EXERCISE GOAL: Within the records, tally the lines that contain "GetUserRequest" and reply with that number only.

Dataset entries
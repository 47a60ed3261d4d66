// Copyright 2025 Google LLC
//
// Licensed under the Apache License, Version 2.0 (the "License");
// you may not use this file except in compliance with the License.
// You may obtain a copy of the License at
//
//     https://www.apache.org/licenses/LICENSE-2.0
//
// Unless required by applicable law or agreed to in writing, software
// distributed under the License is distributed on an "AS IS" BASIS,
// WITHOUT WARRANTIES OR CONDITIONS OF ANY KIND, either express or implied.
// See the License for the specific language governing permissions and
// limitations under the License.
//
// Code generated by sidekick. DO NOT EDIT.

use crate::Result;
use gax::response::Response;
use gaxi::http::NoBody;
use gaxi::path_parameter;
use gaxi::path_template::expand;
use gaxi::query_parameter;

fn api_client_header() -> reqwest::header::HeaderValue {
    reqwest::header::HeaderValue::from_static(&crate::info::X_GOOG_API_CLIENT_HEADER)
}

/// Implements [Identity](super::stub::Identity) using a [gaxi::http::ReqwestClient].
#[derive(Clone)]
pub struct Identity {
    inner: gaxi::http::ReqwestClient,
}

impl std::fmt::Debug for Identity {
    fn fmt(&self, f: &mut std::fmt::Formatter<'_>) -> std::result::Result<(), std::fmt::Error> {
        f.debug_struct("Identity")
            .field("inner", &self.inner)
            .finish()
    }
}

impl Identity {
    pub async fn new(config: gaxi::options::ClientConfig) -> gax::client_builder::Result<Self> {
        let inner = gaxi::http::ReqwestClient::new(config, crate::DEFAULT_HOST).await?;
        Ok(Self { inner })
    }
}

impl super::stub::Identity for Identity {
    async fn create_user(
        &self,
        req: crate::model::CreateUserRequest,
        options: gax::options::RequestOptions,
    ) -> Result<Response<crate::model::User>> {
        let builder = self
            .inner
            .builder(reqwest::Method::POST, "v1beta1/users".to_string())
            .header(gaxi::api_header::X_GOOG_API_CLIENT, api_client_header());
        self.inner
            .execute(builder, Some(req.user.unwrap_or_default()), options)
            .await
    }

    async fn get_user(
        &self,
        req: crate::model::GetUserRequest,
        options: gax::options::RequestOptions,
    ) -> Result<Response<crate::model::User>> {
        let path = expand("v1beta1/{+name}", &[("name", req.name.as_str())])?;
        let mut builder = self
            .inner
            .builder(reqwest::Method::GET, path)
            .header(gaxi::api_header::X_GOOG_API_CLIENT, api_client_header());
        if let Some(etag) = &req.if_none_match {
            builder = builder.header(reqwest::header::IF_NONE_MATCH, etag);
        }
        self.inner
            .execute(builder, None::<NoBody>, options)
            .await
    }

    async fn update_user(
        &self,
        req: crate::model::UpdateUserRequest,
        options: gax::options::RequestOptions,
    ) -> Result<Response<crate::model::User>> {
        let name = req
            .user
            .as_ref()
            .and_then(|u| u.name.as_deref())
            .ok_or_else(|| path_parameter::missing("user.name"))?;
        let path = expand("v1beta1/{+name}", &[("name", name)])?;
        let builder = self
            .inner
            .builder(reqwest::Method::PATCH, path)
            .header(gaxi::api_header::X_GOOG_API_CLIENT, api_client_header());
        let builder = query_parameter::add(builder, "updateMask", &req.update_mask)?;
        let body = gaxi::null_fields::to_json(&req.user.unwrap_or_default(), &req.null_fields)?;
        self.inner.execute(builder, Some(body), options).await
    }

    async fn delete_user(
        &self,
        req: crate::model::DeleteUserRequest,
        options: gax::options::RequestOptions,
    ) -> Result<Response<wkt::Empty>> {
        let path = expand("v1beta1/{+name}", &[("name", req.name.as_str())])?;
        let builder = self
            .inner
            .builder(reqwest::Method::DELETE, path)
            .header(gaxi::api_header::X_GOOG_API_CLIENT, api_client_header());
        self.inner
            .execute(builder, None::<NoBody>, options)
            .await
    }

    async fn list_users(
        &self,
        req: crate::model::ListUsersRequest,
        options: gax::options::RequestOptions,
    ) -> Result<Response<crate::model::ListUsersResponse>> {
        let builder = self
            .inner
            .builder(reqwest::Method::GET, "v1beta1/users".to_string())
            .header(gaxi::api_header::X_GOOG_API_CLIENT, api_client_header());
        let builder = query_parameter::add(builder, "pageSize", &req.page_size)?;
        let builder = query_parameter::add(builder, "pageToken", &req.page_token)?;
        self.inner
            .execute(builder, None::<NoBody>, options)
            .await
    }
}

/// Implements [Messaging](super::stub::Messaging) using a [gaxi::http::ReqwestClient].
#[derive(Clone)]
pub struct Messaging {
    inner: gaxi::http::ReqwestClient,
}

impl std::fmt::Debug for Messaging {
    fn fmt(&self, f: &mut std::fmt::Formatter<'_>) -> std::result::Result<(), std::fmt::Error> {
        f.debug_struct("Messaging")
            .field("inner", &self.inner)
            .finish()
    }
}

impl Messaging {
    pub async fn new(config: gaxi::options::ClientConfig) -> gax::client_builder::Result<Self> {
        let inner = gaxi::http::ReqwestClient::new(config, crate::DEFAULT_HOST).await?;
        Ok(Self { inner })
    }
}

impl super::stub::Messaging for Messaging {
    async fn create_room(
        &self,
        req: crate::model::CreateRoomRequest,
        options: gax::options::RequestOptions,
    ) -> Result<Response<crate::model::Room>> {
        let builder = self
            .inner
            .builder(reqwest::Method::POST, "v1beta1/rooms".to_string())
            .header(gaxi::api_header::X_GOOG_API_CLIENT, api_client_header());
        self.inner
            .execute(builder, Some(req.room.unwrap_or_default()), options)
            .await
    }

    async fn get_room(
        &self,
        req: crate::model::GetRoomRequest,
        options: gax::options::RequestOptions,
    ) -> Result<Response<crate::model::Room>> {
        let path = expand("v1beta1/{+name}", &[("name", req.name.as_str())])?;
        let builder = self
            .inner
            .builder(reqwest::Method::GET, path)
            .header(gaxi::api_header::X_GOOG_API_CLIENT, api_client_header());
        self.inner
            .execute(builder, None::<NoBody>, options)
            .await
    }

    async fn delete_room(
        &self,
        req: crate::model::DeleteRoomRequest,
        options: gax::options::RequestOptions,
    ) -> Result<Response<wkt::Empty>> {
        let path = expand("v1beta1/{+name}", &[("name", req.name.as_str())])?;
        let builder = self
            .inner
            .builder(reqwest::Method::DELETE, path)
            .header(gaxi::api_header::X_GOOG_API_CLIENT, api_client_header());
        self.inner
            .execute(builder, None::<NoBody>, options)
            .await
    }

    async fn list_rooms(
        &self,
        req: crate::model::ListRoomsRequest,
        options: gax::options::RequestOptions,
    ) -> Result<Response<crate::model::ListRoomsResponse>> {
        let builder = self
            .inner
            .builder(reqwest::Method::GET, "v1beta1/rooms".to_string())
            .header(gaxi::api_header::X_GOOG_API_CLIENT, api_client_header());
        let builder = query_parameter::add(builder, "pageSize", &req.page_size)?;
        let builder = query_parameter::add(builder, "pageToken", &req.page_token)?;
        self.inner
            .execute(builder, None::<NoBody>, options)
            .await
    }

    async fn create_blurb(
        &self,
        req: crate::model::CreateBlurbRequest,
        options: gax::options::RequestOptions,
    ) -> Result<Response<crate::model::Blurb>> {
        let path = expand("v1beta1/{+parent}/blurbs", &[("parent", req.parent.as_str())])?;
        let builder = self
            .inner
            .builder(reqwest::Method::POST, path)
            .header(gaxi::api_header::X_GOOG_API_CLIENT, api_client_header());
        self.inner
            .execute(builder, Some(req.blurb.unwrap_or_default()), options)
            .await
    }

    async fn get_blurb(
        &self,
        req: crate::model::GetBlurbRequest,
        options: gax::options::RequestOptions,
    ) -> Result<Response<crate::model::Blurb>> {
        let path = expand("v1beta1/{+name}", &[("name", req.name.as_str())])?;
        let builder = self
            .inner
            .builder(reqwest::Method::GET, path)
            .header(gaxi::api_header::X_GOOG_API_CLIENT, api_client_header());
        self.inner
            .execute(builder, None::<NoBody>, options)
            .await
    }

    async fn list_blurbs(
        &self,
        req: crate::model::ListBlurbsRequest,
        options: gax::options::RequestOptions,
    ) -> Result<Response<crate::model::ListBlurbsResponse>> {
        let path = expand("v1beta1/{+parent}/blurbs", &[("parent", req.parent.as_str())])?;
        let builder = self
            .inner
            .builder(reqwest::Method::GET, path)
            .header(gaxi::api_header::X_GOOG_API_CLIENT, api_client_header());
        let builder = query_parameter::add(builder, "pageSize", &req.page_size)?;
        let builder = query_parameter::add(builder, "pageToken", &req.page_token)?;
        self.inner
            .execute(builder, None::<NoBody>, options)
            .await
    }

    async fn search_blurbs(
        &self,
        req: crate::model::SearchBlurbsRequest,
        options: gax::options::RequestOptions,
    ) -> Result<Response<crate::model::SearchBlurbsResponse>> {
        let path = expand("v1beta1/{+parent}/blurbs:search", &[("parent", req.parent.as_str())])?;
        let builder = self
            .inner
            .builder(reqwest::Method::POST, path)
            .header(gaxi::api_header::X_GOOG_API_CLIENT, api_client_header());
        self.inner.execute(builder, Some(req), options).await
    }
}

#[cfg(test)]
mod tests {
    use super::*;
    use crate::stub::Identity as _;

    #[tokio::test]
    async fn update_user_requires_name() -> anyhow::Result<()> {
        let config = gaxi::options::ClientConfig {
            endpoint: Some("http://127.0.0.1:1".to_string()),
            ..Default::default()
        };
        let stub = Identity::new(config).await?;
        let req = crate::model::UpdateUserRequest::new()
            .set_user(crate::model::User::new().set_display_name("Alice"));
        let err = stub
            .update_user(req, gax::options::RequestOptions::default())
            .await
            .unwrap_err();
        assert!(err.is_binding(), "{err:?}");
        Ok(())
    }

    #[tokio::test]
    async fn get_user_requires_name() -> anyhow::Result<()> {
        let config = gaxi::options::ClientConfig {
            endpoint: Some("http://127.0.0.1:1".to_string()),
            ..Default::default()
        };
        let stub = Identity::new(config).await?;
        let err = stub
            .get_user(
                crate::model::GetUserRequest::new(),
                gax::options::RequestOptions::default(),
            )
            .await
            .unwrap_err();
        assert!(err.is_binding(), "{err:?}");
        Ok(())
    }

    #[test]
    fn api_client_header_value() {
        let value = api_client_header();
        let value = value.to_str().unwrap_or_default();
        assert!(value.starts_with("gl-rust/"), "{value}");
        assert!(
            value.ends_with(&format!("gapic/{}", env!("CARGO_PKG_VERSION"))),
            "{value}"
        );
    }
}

RESPONSE TO THIS TASK: 2